Dopo i riconoscimenti ottenuti l’anno scorso, culminati con la partecipazione all’ ”esposizione mondiale dell’extravergine” tenuta a Foligno, ”Masseria S. Massimo” per  il secondo anno consecutivo è presente sulla prestigiosa rivista “l’Extravergine”, guida ai migliori oli del mondo di qualità accertata, edita dalla “Cucina & Vini”.
Se raggiungere un traguardo importante risulta difficile ed oneroso, il mantenerlo e consolidarlo è quasi sempre un impresa ardua, ma la tenacia, la passione e le competenze di Orlando Vagelli, secondo le eloquenti note di presentazione del critico enogastronomico Marco Oreggia, hanno  avuto la meglio:  “ottima anche la selezione proposta quest’anno, con l’extravergine da agricoltura biologica, Masseria S. Massimo, che (…) al naso si offre complesso e fine (…) al gusto ampio e avvolgente (... ) Amaro potente e piccante contenuto e dosato”. Giudizio ribadito e rafforzato dal mensile “A Tavola” del luglio scorso, dove l’olio di S. Massimo è stato presentato, ed elogiato, in una ristrettissima selezione di oli nazionali.
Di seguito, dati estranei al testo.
//! Abstract blob store trait.
//!
//! Every blob store must implement [`BlobStore`].  The trait exposes the
//! primitives the gateway builds on: one level of prefix listing, one page
//! of recursive blob listing, read-token issuance, and blob retrieval.
//! Futures are boxed by hand so the trait stays object safe.

use bytes::Bytes;
use chrono::{DateTime, Duration, Utc};
use std::future::Future;
use std::path::Path;
use std::pin::Pin;

/// Clock-skew margin subtracted from a token's start time.
pub const TOKEN_START_SKEW_MINUTES: i64 = 5;

/// Lifetime of a read token.
pub const TOKEN_LIFETIME_HOURS: i64 = 48;

/// An identified remote object: display name plus full storage URL.
#[derive(Debug, Clone, PartialEq, Eq)]
pub struct BlobRef {
    /// Final path segment of the blob name.
    pub name: String,
    /// Full storage URL, optionally token-suffixed.
    pub url: String,
}

/// One raw item of a blob listing page.
#[derive(Debug, Clone, PartialEq, Eq)]
pub struct BlobItem {
    /// Full blob name within the container.
    pub name: String,
    /// Unsigned URL of the blob.
    pub url: String,
}

/// A page of a recursive blob listing.
#[derive(Debug, Clone, Default)]
pub struct BlobPage {
    /// Blobs on this page, in store order.
    pub items: Vec<BlobItem>,
    /// Continuation marker; `None` on the last page.
    pub next_marker: Option<String>,
}

/// Validity window of a read token.
#[derive(Debug, Clone, Copy, PartialEq, Eq)]
pub struct TokenWindow {
    pub start: DateTime<Utc>,
    pub expiry: DateTime<Utc>,
}

impl TokenWindow {
    /// The standard read window: `[now - 5min, now + 48h]`.
    pub fn read_window(now: DateTime<Utc>) -> Self {
        Self {
            start: now - Duration::minutes(TOKEN_START_SKEW_MINUTES),
            expiry: now + Duration::hours(TOKEN_LIFETIME_HOURS),
        }
    }
}

/// Final path segment of a blob name or URL, percent-decoded, with any
/// query string removed.
pub fn file_name(name_or_url: &str) -> String {
    let without_query = name_or_url.split('?').next().unwrap_or(name_or_url);
    let segment = without_query
        .trim_end_matches('/')
        .rsplit('/')
        .next()
        .unwrap_or(without_query);
    percent_encoding::percent_decode_str(segment)
        .decode_utf8_lossy()
        .into_owned()
}

/// Final `/` segment of a raw blob name, taken verbatim.
pub fn blob_display_name(blob_name: &str) -> String {
    let trimmed = blob_name.trim_end_matches('/');
    trimmed.rsplit('/').next().unwrap_or(trimmed).to_string()
}

/// Async blob store contract.
pub trait BlobStore: Send + Sync + 'static {
    /// Establish the client handle. Idempotent.
    fn connect(&self) -> anyhow::Result<()>;

    /// List the immediate sub-prefixes ("directories") of `prefix`.
    fn list_prefixes(
        &self,
        container: &str,
        prefix: &str,
    ) -> Pin<Box<dyn Future<Output = anyhow::Result<Vec<String>>> + Send + '_>>;

    /// Fetch one page of the flat (recursive) blob listing under `prefix`.
    fn list_blob_page(
        &self,
        container: &str,
        prefix: &str,
        marker: Option<String>,
    ) -> Pin<Box<dyn Future<Output = anyhow::Result<BlobPage>> + Send + '_>>;

    /// Sign a read-only token for `container`, valid over `window`.
    ///
    /// The returned string starts with `?` so it can be appended to a
    /// blob URL directly.
    fn issue_read_token(&self, container: &str, window: &TokenWindow) -> anyhow::Result<String>;

    /// Fetch `url` (typically token-qualified) into `dest`, returning the
    /// number of bytes written.
    fn download_to(
        &self,
        url: &str,
        dest: &Path,
    ) -> Pin<Box<dyn Future<Output = anyhow::Result<u64>> + Send + '_>>;

    /// Read a blob fully into memory.
    fn read_blob(
        &self,
        container: &str,
        blob_name: &str,
    ) -> Pin<Box<dyn Future<Output = anyhow::Result<Bytes>> + Send + '_>>;
}
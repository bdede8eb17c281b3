//! Service SAS signing for Azure Blob containers.
//!
//! A container SAS is an HMAC-SHA256 over a newline-joined string-to-sign,
//! keyed with the decoded account key.  Only the fields this crate needs
//! are populated; the rest stay empty but keep their slot in the string.
//!
//! Layout for service version 2020-12-06 and later:
//! ```text
//! sp \n st \n se \n /blob/{account}/{container} \n si \n sip \n spr \n sv \n
//! sr \n snapshot \n ses \n rscc \n rscd \n rsce \n rscl \n rsct
//! ```

use base64::engine::general_purpose::STANDARD as BASE64_STANDARD;
use base64::Engine;
use chrono::{DateTime, Utc};
use hmac::{Hmac, Mac};
use sha2::Sha256;

use super::backend::TokenWindow;

/// Service version stamped into issued tokens.
pub const SAS_VERSION: &str = "2023-11-03";

/// Read permission.
pub const PERMISSION_READ: &str = "r";

/// Signed resource type for a whole container.
const RESOURCE_CONTAINER: &str = "c";

/// Encoding for SAS query values: everything but unreserved characters.
const SAS_QUERY_ENCODE_SET: percent_encoding::AsciiSet = percent_encoding::NON_ALPHANUMERIC
    .remove(b'-')
    .remove(b'_')
    .remove(b'.')
    .remove(b'~');

/// Parameters of an ad-hoc container SAS.
#[derive(Debug, Clone)]
pub struct ContainerSas<'a> {
    pub account: &'a str,
    pub container: &'a str,
    pub permissions: &'a str,
    pub window: TokenWindow,
    /// `https` or `https,http`.
    pub protocol: &'a str,
}

/// Format a SAS timestamp (`YYYY-MM-DDThh:mm:ssZ`).
pub fn sas_time(t: &DateTime<Utc>) -> String {
    t.format("%Y-%m-%dT%H:%M:%SZ").to_string()
}

impl ContainerSas<'_> {
    /// Build the string-to-sign.
    pub fn string_to_sign(&self) -> String {
        let canonicalized_resource = format!("/blob/{}/{}", self.account, self.container);
        let start = sas_time(&self.window.start);
        let expiry = sas_time(&self.window.expiry);
        let fields: [&str; 16] = [
            self.permissions,
            &start,
            &expiry,
            &canonicalized_resource,
            "", // signed identifier
            "", // signed IP
            self.protocol,
            SAS_VERSION,
            RESOURCE_CONTAINER,
            "", // snapshot time
            "", // encryption scope
            "", // rscc
            "", // rscd
            "", // rsce
            "", // rscl
            "", // rsct
        ];
        fields.join("\n")
    }

    /// Sign with `key_bytes` and return the token, prefixed with `?`.
    pub fn sign(&self, key_bytes: &[u8]) -> anyhow::Result<String> {
        type HmacSha256 = Hmac<Sha256>;
        let mut mac = HmacSha256::new_from_slice(key_bytes)
            .map_err(|e| anyhow::anyhow!("HMAC key error: {}", e))?;
        mac.update(self.string_to_sign().as_bytes());
        let signature = BASE64_STANDARD.encode(mac.finalize().into_bytes());

        let params = [
            ("sv", SAS_VERSION.to_string()),
            ("spr", self.protocol.to_string()),
            ("st", sas_time(&self.window.start)),
            ("se", sas_time(&self.window.expiry)),
            ("sr", RESOURCE_CONTAINER.to_string()),
            ("sp", self.permissions.to_string()),
            ("sig", signature),
        ];
        let query = params
            .iter()
            .map(|(k, v)| {
                format!(
                    "{}={}",
                    k,
                    percent_encoding::utf8_percent_encode(v, &SAS_QUERY_ENCODE_SET)
                )
            })
            .collect::<Vec<_>>()
            .join("&");
        Ok(format!("?{}", query))
    }
}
La “Masseria S. Massimo” è stata, inoltre, invitata alla manifestazione “Processo all’olio di oliva: la verginità ha ancora un valore? Indagine semiseria su un succo eccellente”, organizzata dal Dipartimento di Chimica Farmaceutica e Tossicologica dell’Università degli Studi di Napoli Federico II, del 29 settembre 2007, ove l’Associazione Analisti Sensoriali Associati della Campania ha previsto dei percorsi di analisi sensoriale di oli d’oliva.
A queste realtà, che rappresentano le evidenze più autorevoli e meritorie, altre se ne possono aggiungere, in un ambiente ricco di prodotti autoctoni di grande varietà e qualità, come la mela annurca, le nocciole, e le castagne tra cui la nostra “Paccuta”, di cui si è attivato il procedimento per il riconoscimento della denominazione d’origine protetta.
Chiaramente, per far sì che ciò si avveri,  bisogna superare l’inefficienza di un sistema che lascia gli agricoltori soli, senza alcun ausilio, in un mercato sempre più complesso e vorace. Occorre che tutte le forze sociali, economiche e politiche, in sinergia tra di loro, operino per l’attivazione di filiere produttive, corte ed efficienti, per la produzione, la raccolta, la trasformazione e la commercializzazione dei frutti della nostra terra.